Мы выбрались на дорогу, сели в машину и проехали километра три к югу от Старого Оскола. Мой проводник попросил остановить машину чуть дальше развалин корчмы, что рядом с дорогой. У развалин мы свернули влево, и, проехав несколько сот метров по лесной дороге, я затормозил.
Перед нами расстилалась большая лесная поляна, на которой саперы закапывали трупы русских солдат. Зрелище, прямо скажем, не из приятных.
Ко мне обратился командир венгерской роты, солдаты которой закапывали трупы:
— Возможно, именно здесь и применено немцами их особое оружие. Посмотрите на этих солдат: они отравлены каким-то газом…
И без того я видел, что все эти люди отравлены. Я приказал немедленно прекратить погребение и дождаться подхода химической роты, которая определит, что это за газ и не опасен ли он для наших солдат.
Пока мы совещались, подъехал полковник Винклер — немецкий офицер связи со штабом корпуса.

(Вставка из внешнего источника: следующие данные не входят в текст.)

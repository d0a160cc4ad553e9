//! Error types for screen processing

use std::path::PathBuf;

use thiserror::Error;

/// Everything that can abort a screen-processing run.
///
/// Statistical edge cases (empty groups, all-missing columns, zero variance)
/// never show up here; they resolve to missing values in the tables.
#[derive(Error, Debug)]
pub enum ScreenError {
    #[error("Invalid experiment configuration: {reason}")]
    InvalidConfig { reason: String },

    #[error("condition {condition}, replicate {replicate} and counts file {} are already assigned", file.display())]
    DuplicateExperiment {
        condition: String,
        replicate: String,
        file: PathBuf,
    },

    #[error("filter type not recognized or not implemented: {0}")]
    UnknownFilterType(String),

    #[error("pseudocount behavior not recognized or not implemented: {0}")]
    UnknownPseudocountBehavior(String),

    #[error("analysis {0} not recognized or not implemented")]
    UnknownAnalysis(String),

    #[error("Invalid library table: {reason}")]
    InvalidLibrary { reason: String },

    #[error("Invalid counts file {}: {reason}", path.display())]
    InvalidCounts { path: PathBuf, reason: String },

    #[error("Missing column {column} in {table}")]
    MissingColumn { table: String, column: String },

    #[error("Plotting failed for {figure}: {reason}")]
    Plot { figure: String, reason: String },

    #[error("IO error: {0}")]
    Io(#[from] std::io::Error),

    #[error("Polars error: {0}")]
    Polars(#[from] polars::prelude::PolarsError),

    #[error("CSV parsing error: {0}")]
    Csv(#[from] csv::Error),

    #[error("JSON parsing error: {0}")]
    Json(#[from] serde_json::Error),
}

impl ScreenError {
    pub(crate) fn config(reason: impl Into<String>) -> Self {
        ScreenError::InvalidConfig { reason: reason.into() }
    }

    pub(crate) fn library(reason: impl Into<String>) -> Self {
        ScreenError::InvalidLibrary { reason: reason.into() }
    }
}

/// Result type alias for screen-processing operations
pub type Result<T> = std::result::Result<T, ScreenError>;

— О такой мелочи, господин капитан, нет никакого смысла никуда докладывать, ведь речь идет не о немецких, не о венгерских, а о русских солдатах. Думаю, господа офицеры, что на этом вы закончите обсуждение вопроса! — менторским тоном проговорил полковник.
Я был убежден, что немецкое командование испытало здесь артиллерийские снаряды, начиненные каким-то смертоносным отравляющим веществом и теперь старается скрыть следы своего преступления.
В тот же день мы побывали в этом лесу вместе с Шиклоши. Увиденное ужаснуло и моего начальника.
Старый Оскол был похож на растревоженный улей: по улицам сновали немецкие и венгерские солдаты. Я пошел в офицерскую столовую. Хорошо еще, что в июле в этих краях темнеет поздно. Я без особого труда разыскал бывшее здание горсовета, в котором сейчас разместилась офицерская столовая. У входа в здание стояли офицеры.
Увидев знакомого мне лейтенанта Яноша, я подошел к нему:
— Что случилось, нам даже не дают ужин по случаю большой победы? — насмешливо спросил я.
— Точно так, — ответил он. — Сейчас здесь кормят пленных русских офицеров, и нам нужно немного подождать.
— А рядовые?
— Их кормили на солдатской кухне. Получен приказ передать их немцам.